Of pretence in marriage, politics, Bill and Melinda Gates divorce

Musaazi Namiti

It is not often that I write about relationships in opinion essays I contribute to Sunday Monitor, but Monday brought us news that left many of us astounded and was or is hard to ignore: the Bill and Melinda Gates divorce.

I have decided to write about their divorce because I strongly believe in family values, and I think marriage plays a great role in shaping and fostering those values. 

The divorce also brought home to us the fact that we probably need as much pretence in marriage as in politics, where an unelectable presidential candidate can shout “absolutely” when a reporter asks if they will win an election. 

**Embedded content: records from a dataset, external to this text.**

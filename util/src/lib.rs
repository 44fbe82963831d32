//! Utility library for the vehicle controller software

// ---------------------------------------------------------------------------
// MODULES
// ---------------------------------------------------------------------------

pub mod archive;
pub mod host;
#[macro_use]
pub mod logger;
pub mod maths;
pub mod module;
pub mod params;
pub mod script;
pub mod session;
pub mod time;

// ---------------------------------------------------------------------------
// MACROS
// ---------------------------------------------------------------------------

/// Fire an unrecoverable error which will panic.
///
/// # Notes
/// - It is prefered to return a `Result<_,Error>` instead of raising an error
///   as this allows the application to potentially handle.
#[macro_export]
macro_rules! raise_error {
    () => ({
        log::error!("Explicit error raised.");
        std::panic!("Unrecoverable error");
    });
    ($fmt:expr) => ({
        log::error!("{}", $fmt);
        std::panic!("Unrecoverable error");
    });
    ($fmt:expr, $($arg:tt)*) => ({
        log::error!("{}", std::format_args!($fmt, $($arg)+));
        std::panic!("Unrecoverable error");
    });
}
//! Generic logger utility functions

// ---------------------------------------------------------------------------
// IMPORTS
// ---------------------------------------------------------------------------

// External imports
use colored::{ColoredString, Colorize};
use fern;
use log::{self, info};
use thiserror::Error;

// Internal imports
use crate::session;

// Re-exports
pub use log::LevelFilter;

// ---------------------------------------------------------------------------
// ENUMERATIONS
// ---------------------------------------------------------------------------

/// Errors associated with initialising the logger.
#[derive(Debug, Error)]
pub enum LoggerInitError {
    #[error("Expected a log level less than `INFO`, found `{0}`")]
    InvalidMinLogLevel(log::LevelFilter),

    #[error("Error initialising the log file: {0}")]
    LogFileInitError(std::io::Error),

    #[error("An error occured while setting up the logger: {0}")]
    FernInitError(log::SetLoggerError),
}

// ---------------------------------------------------------------------------
// PUBLIC FUNCTIONS
// ---------------------------------------------------------------------------

/// Initialise the logger for this execution.
///
/// # Notes
///
/// - `min_level` must be greater than `log::Level::Info`.
///
/// # Safety
///
/// - This function must only be called once to prevent corrupting logs.
pub fn logger_init(
    min_level: self::LevelFilter,
    session: &session::Session,
) -> Result<(), LoggerInitError> {
    if min_level < log::Level::Info {
        return Err(LoggerInitError::InvalidMinLogLevel(min_level));
    }

    // Setup the logger using fern's builder pattern
    match fern::Dispatch::new()
        .format(|out, message, record| {
            // If debug or trace include the target, otherwise don't include it
            if record.level() > log::Level::Info {
                out.finish(format_args!(
                    "[{:10.6} {}] {}: {}",
                    session::get_elapsed_seconds(),
                    level_to_str(record.level()),
                    record.target(),
                    message
                ))
            } else {
                out.finish(format_args!(
                    "[{:10.6} {}] {}",
                    session::get_elapsed_seconds(),
                    level_to_str(record.level()),
                    message
                ))
            }
        })
        .level(min_level)
        .chain(std::io::stdout())
        .chain(match fern::log_file(session.log_file_path.clone()) {
            Ok(f) => f,
            Err(e) => return Err(LoggerInitError::LogFileInitError(e)),
        })
        .apply()
    {
        Ok(_) => (),
        Err(e) => return Err(LoggerInitError::FernInitError(e)),
    };

    info!("Logging initialised");
    info!("    Session epoch: {}", session::get_epoch());
    info!("    Log level: {:?}", min_level);
    info!("    Log file path: {:?}", session.log_file_path);

    Ok(())
}

// ---------------------------------------------------------------------------
// PRIVATE FUNCTIONS
// ---------------------------------------------------------------------------

/// Get the string representation of a log level
fn level_to_str(level: log::Level) -> ColoredString {
    match level {
        log::Level::Trace => "TRC".dimmed().italic(),
        log::Level::Debug => "DBG".dimmed(),
        log::Level::Info => "INF".normal(),
        log::Level::Warn => "WRN".yellow(),
        log::Level::Error => "ERR".red().bold(),
    }
}
//! Utility maths functions

// ---------------------------------------------------------------------------
// IMPORTS
// ---------------------------------------------------------------------------

use num_traits::Float;

/// Map a value from the source range into the target range.
pub fn lin_map<T>(source_range: (T, T), target_range: (T, T), value: T) -> T
where
    T: Float,
{
    target_range.0
        + ((value - source_range.0) * (target_range.1 - target_range.0)
            / (source_range.1 - source_range.0))
}

/// Limit a value to the given range.
pub fn clamp<T>(value: T, min: T, max: T) -> T
where
    T: Float,
{
    let mut ret = value;

    if ret > max {
        ret = max
    }
    if ret < min {
        ret = min
    }

    ret
}

/// Limit a value to the range [0, 1].
pub fn clamp01<T>(value: T) -> T
where
    T: Float,
{
    clamp(value, T::from(0).unwrap(), T::from(1).unwrap())
}

#[cfg(test)]
mod test {
    use super::*;

    #[test]
    fn test_lin_map() {
        assert_eq!(lin_map((0f64, 1.0), (0.0, 10.0), 0.5), 5.0);
        assert_eq!(lin_map((1f64, -1.0), (0.0, 1.0), -1.0), 1.0);
    }

    #[test]
    fn test_clamp() {
        assert_eq!(clamp(0.5f64, 0.0, 1.0), 0.5);
        assert_eq!(clamp(-0.5f64, 0.0, 1.0), 0.0);
        assert_eq!(clamp(1.5f64, 0.0, 1.0), 1.0);
    }

    #[test]
    fn test_clamp01() {
        assert_eq!(clamp01(2f64), 1f64);
        assert_eq!(clamp01(-1f64), 0f64);
        assert_eq!(clamp01(0.25f64), 0.25f64);
    }
}
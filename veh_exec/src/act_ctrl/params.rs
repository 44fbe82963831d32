//! Parameters structure for ActCtrl

// ---------------------------------------------------------------------------
// IMPORTS
// ---------------------------------------------------------------------------

use serde::Deserialize;

// ---------------------------------------------------------------------------
// DATA STRUCTURES
// ---------------------------------------------------------------------------

/// Parameters for Force actuation control.
#[derive(Debug, Default, Clone, Deserialize)]
pub struct Params {
    /// Force applied along the body forward axis at full acceleration demand.
    ///
    /// Units: newtons
    pub acceleration_force_n: f64,

    /// Force applied against the velocity direction at full brake demand.
    ///
    /// Units: newtons
    pub brake_force_n: f64,

    /// Torque applied about the world vertical axis at full steer demand.
    ///
    /// Units: newton meters
    pub turn_torque_nm: f64,
}
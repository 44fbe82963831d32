//! # Rigid body capability interface
//!
//! The controller never owns the physics integration. It depends only on the
//! [`RigidBody`] trait defined here, which a physics engine (or the simple
//! [`crate::sim_body::SimBody`] integrator) implements.
//!
//! Conventions: world frame is Y-up, the body's forward axis is its +Z axis.

// ---------------------------------------------------------------------------
// IMPORTS
// ---------------------------------------------------------------------------

// External
use nalgebra::{UnitQuaternion, Vector3};
use serde::{Deserialize, Serialize};

// ---------------------------------------------------------------------------
// DATA STRUCTURES
// ---------------------------------------------------------------------------

/// The current pose (position and attitude in the world frame) of the body.
#[derive(Debug, Copy, Clone, Serialize, Deserialize, Default)]
pub struct Pose {
    /// The position in the world frame
    pub position_m: Vector3<f64>,

    /// The attitude of the body in the world frame
    pub attitude_q: UnitQuaternion<f64>,
}

// ---------------------------------------------------------------------------
// TRAITS
// ---------------------------------------------------------------------------

/// Capability interface onto the externally-owned rigid body.
///
/// The controller issues force/torque commands against the body and reads
/// its state back; velocity and position integration belong to the physics
/// engine. The write accessors exist for the two cases the controller is
/// allowed to bypass the integrator: the navigator's kinematic move and the
/// velocity zeroing performed on a Manual to AutoWaypoint transition.
pub trait RigidBody {
    fn pose(&self) -> Pose;
    fn set_pose(&mut self, pose: Pose);

    fn velocity_mps(&self) -> Vector3<f64>;
    fn set_velocity_mps(&mut self, velocity_mps: Vector3<f64>);

    fn ang_velocity_rads(&self) -> Vector3<f64>;
    fn set_ang_velocity_rads(&mut self, ang_velocity_rads: Vector3<f64>);

    /// Accumulate a force (world frame) for the next integration step.
    fn apply_force_n(&mut self, force_n: Vector3<f64>);

    /// Accumulate a torque (world frame) for the next integration step.
    fn apply_torque_nm(&mut self, torque_nm: Vector3<f64>);
}

// ---------------------------------------------------------------------------
// IMPLEMENTATIONS
// ---------------------------------------------------------------------------

impl Pose {
    /// The body's forward axis (+Z) expressed in the world frame.
    pub fn forward(&self) -> Vector3<f64> {
        self.attitude_q * Vector3::z()
    }

    /// The world vertical axis (Y-up).
    pub fn up() -> Vector3<f64> {
        Vector3::y()
    }
}

#[cfg(test)]
mod test {
    use super::*;
    use approx::assert_relative_eq;
    use std::f64::consts::FRAC_PI_2;

    #[test]
    fn test_forward_axis() {
        // Identity attitude faces +Z
        let pose = Pose::default();
        assert_relative_eq!(pose.forward(), Vector3::z());

        // A quarter turn about Y swings forward onto +X
        let pose = Pose {
            position_m: Vector3::zeros(),
            attitude_q: UnitQuaternion::from_axis_angle(&Vector3::y_axis(), FRAC_PI_2),
        };
        assert_relative_eq!(pose.forward(), Vector3::x(), epsilon = 1e-12);
    }
}
//! # Data Store

use crate::input::RawChannels;
use crate::veh_ctrl::VehCtrl;

// ---------------------------------------------------------------------------
// DATA STRUCTURES
// ---------------------------------------------------------------------------

/// Global data store for the executable.
#[derive(Default)]
pub struct DataStore {
    // Cycle management
    /// Number of cycles already executed
    pub num_cycles: u128,

    /// True if this cycle falls on a 1Hz boundary
    pub is_1_hz_cycle: bool,

    /// Simulation elapsed time
    pub sim_time_s: f64,

    // Input
    /// The most recent raw input channels. Held between script samples so
    /// that channels are sample-and-hold, `None` until the first sample.
    pub raw_channels: Option<RawChannels>,

    // Controller
    pub veh_ctrl: VehCtrl,

    // Monitoring Counters
    /// Number of consecutive cycle overruns
    pub num_consec_cycle_overruns: u64,
}

// ---------------------------------------------------------------------------
// IMPLS
// ---------------------------------------------------------------------------

impl DataStore {
    /// Perform actions required at the start of a cycle.
    ///
    /// Sets the 1Hz cycle flag and advances the simulation clock. The clock
    /// is driven from the cycle count, not the wall clock, so runs are
    /// deterministic for a fixed cycle period.
    pub fn cycle_start(&mut self, cycle_frequency_hz: f64) {
        self.is_1_hz_cycle = self.num_cycles % (cycle_frequency_hz as u128) == 0;

        self.sim_time_s = self.num_cycles as f64 / cycle_frequency_hz;
    }
}
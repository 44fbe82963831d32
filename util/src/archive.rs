//! Struct archiving functionality
//!
//! To add archiving functionality to a struct implement the `Archived` trait.

// ---------------------------------------------------------------------------
// IMPORTS
// ---------------------------------------------------------------------------

// External imports
use csv::WriterBuilder;
pub use csv::Writer;
use serde::Serialize;
use std::fs::{File, OpenOptions};
use std::path::Path;

// Internal imports
use crate::session::Session;

// ---------------------------------------------------------------------------
// DATA STRUCTURES
// ---------------------------------------------------------------------------

/// An object used to write CSV archive files.
#[derive(Default)]
pub struct Archiver {
    writer: Option<Writer<File>>,
}

// ---------------------------------------------------------------------------
// TRAITS
// ---------------------------------------------------------------------------

/// A trait which enables a struct to be archived as a timestamped csv.
///
/// To implement this trait, the struct shall have an `Archiver` member which
/// shall be ignored by Serde using `#[serde(skip_serializing)]`. The archiver
/// member shall be setup in the struct's `init` or `new` functions.
pub trait Archived {
    /// Write the archives for this struct
    fn write(&mut self) -> Result<(), Box<dyn std::error::Error>>;
}

// ---------------------------------------------------------------------------
// IMPLEMENTATIONS
// ---------------------------------------------------------------------------

impl Archiver {
    /// Create a new archiver from a paricular path relative to the session's
    /// archive root.
    pub fn from_path<P: AsRef<Path>>(
        session: &Session,
        path: P,
    ) -> Result<Self, Box<dyn std::error::Error>> {
        let mut session_path = session.arch_root.clone();
        session_path.push(path);

        // Create the file if it does not exist
        std::fs::File::create(session_path.clone())?;

        // Open the file in append mode
        let file = match OpenOptions::new().append(true).open(session_path) {
            Ok(f) => f,
            Err(e) => return Err(Box::new(e)),
        };

        let w = WriterBuilder::new().has_headers(true).from_writer(file);

        Ok(Self { writer: Some(w) })
    }

    /// Serialise a record into the archive.
    pub fn serialise<T: Serialize>(&mut self, record: T) -> Result<(), Box<dyn std::error::Error>> {
        match self.writer {
            Some(ref mut w) => {
                w.serialize(record)?;
                w.flush()?
            }
            None => panic!("Cannot find an initialised writer!"),
        }

        Ok(())
    }
}
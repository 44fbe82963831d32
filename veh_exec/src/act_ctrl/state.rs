//! Implementations for the ActCtrl state structure

// ---------------------------------------------------------------------------
// IMPORTS
// ---------------------------------------------------------------------------

// External
use log::trace;
use nalgebra::Vector3;
use serde::Serialize;

// Internal
use super::{ActCtrlError, Params, DEMAND_DEADBAND};
use crate::body::Pose;
use crate::input::ControlSample;
use util::{module::State, params, session::Session};

// ---------------------------------------------------------------------------
// DATA STRUCTURES
// ---------------------------------------------------------------------------

/// Force actuation control module state
#[derive(Default)]
pub struct ActCtrl {
    pub(crate) params: Params,

    pub(crate) report: StatusReport,

    pub(crate) output: Option<OutputData>,
}

/// Input data to Force actuation control.
#[derive(Debug, Clone, Copy)]
pub struct InputData {
    /// The control sample to execute this tick.
    pub control: ControlSample,

    /// The body's forward axis in the world frame.
    pub forward: Vector3<f64>,

    /// The body's current linear velocity in the world frame.
    pub velocity_mps: Vector3<f64>,

    /// The fixed timestep over which the demands apply.
    pub dt_s: f64,
}

/// Output demand from ActCtrl that the root controller must apply to the
/// rigid body.
#[derive(Clone, Copy, Serialize, Debug)]
pub struct OutputData {
    /// Force demand in the world frame.
    ///
    /// Units: newtons
    pub force_n: Vector3<f64>,

    /// Torque demand in the world frame.
    ///
    /// Units: newton meters
    pub torque_nm: Vector3<f64>,
}

impl Default for OutputData {
    fn default() -> Self {
        OutputData {
            force_n: Vector3::zeros(),
            torque_nm: Vector3::zeros(),
        }
    }
}

/// Status report for ActCtrl processing.
#[derive(Clone, Copy, Default, Serialize, Debug)]
pub struct StatusReport {
    /// True if a forward force demand was produced this tick
    pub accel_applied: bool,

    /// True if a braking force demand was produced this tick
    pub brake_applied: bool,

    /// True if a brake demand was present but skipped because the body is
    /// stationary (normalising a zero velocity is undefined)
    pub brake_skipped_zero_speed: bool,

    /// True if a steering torque demand was produced this tick
    pub steer_applied: bool,
}

// ---------------------------------------------------------------------------
// IMPLEMENTATIONS
// ---------------------------------------------------------------------------

impl State for ActCtrl {
    type InitData = &'static str;
    type InitError = params::LoadError;

    type InputData = InputData;
    type OutputData = OutputData;
    type StatusReport = StatusReport;
    type ProcError = ActCtrlError;

    /// Initialise the ActCtrl module.
    ///
    /// Expected init data is the path to the parameter file
    fn init(&mut self, init_data: Self::InitData, _session: &Session) -> Result<(), Self::InitError> {
        self.params = params::load(init_data)?;

        Ok(())
    }

    /// Perform cyclic processing of Force actuation control.
    ///
    /// The three demands are independent and may all apply in the same tick.
    fn proc(
        &mut self,
        input_data: &Self::InputData,
    ) -> Result<(Self::OutputData, Self::StatusReport), Self::ProcError> {
        // Clear the status report
        self.report = StatusReport::default();

        if !input_data.control.is_finite() {
            return Err(ActCtrlError::NonFiniteControl(input_data.control));
        }

        let control = input_data.control;
        let mut output = OutputData::default();

        // Forward force along the body's forward axis
        if control.accel > DEMAND_DEADBAND {
            output.force_n +=
                input_data.forward * control.accel * self.params.acceleration_force_n * input_data.dt_s;
            self.report.accel_applied = true;
        }

        // Braking force against the current velocity direction. A stationary
        // body has no velocity direction so the demand is skipped for the
        // tick.
        if control.brake > DEMAND_DEADBAND {
            let speed_mps = input_data.velocity_mps.norm();

            if speed_mps > 0.0 {
                let brake_dir = -input_data.velocity_mps / speed_mps;
                output.force_n +=
                    brake_dir * control.brake * self.params.brake_force_n * input_data.dt_s;
                self.report.brake_applied = true;
            } else {
                self.report.brake_skipped_zero_speed = true;
            }
        }

        // Steering torque about the world vertical axis
        if control.steer.abs() > DEMAND_DEADBAND {
            output.torque_nm +=
                Pose::up() * control.steer * self.params.turn_torque_nm * input_data.dt_s;
            self.report.steer_applied = true;
        }

        trace!(
            "ActCtrl output:\n    force: {:?}\n    torque: {:?}",
            output.force_n,
            output.torque_nm
        );

        // Update the output in self
        self.output = Some(output);

        Ok((output, self.report))
    }
}

impl ActCtrl {
    /// Build the module directly from a parameter set.
    pub fn with_params(params: Params) -> Self {
        Self {
            params,
            ..Default::default()
        }
    }
}
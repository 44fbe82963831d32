//! # Mode manager module
//!
//! This module implements the control mode state machine arbitrating between
//! two modes:
//!
//! - `Manual` - the driver's normalized inputs are converted into forces and
//!   torques on the body.
//! - `AutoWaypoint` - the body follows the waypoint path autonomously.
//!
//! Arbitration is asymmetric by design: a single tick of above-threshold
//! input regains manual control immediately, while autonomous mode is only
//! entered after the input has been idle for a configured time. The
//! asymmetry prevents rapid mode toggling.

// ---------------------------------------------------------------------------
// MODULES
// ---------------------------------------------------------------------------

mod params;
mod state;

// ---------------------------------------------------------------------------
// IMPORTS
// ---------------------------------------------------------------------------

// Internal
pub use params::*;
pub use state::*;

// ---------------------------------------------------------------------------
// ENUMERATIONS
// ---------------------------------------------------------------------------

/// Possible errors that can occur during ModeMgr operation.
#[derive(Debug, thiserror::Error)]
pub enum ModeMgrError {
    #[error("Could not load parameters: {0}")]
    ParamLoadError(#[from] util::params::LoadError),
}
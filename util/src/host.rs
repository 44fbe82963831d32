//! Host environment utility functions

// ---------------------------------------------------------------------------
// IMPORTS
// ---------------------------------------------------------------------------

use std::env::{self, VarError};
use std::path::PathBuf;

// ---------------------------------------------------------------------------
// CONSTANTS
// ---------------------------------------------------------------------------

/// Environment variable giving the root of the software directory, under
/// which the `params` and `sessions` directories are expected.
pub const SW_ROOT_ENV_VAR: &str = "VEH_SW_ROOT";

// ---------------------------------------------------------------------------
// PUBLIC FUNCTIONS
// ---------------------------------------------------------------------------

/// Get the software root directory from the environment.
pub fn get_sw_root() -> Result<PathBuf, VarError> {
    env::var(SW_ROOT_ENV_VAR).map(PathBuf::from)
}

You have to keep up the pretence that things are going swimmingly even when your marriage is crumbling. That is how people in ‘clinically dead’ marriages manage. And it is what I was able to deduce from the public appearances of Mr Gates and Melinda French, which often led many to think that all was OK.

I received the divorce news late. But I read it with surprise and a tinge of dismay. Mr Gates and Melinda are not yuppies. They are not Hollywood celebrities who sometimes marry for marriage’s sake and public attention. The pair are billionaires, with vast experience of life and the world, for which they have done great things through their philanthropy. 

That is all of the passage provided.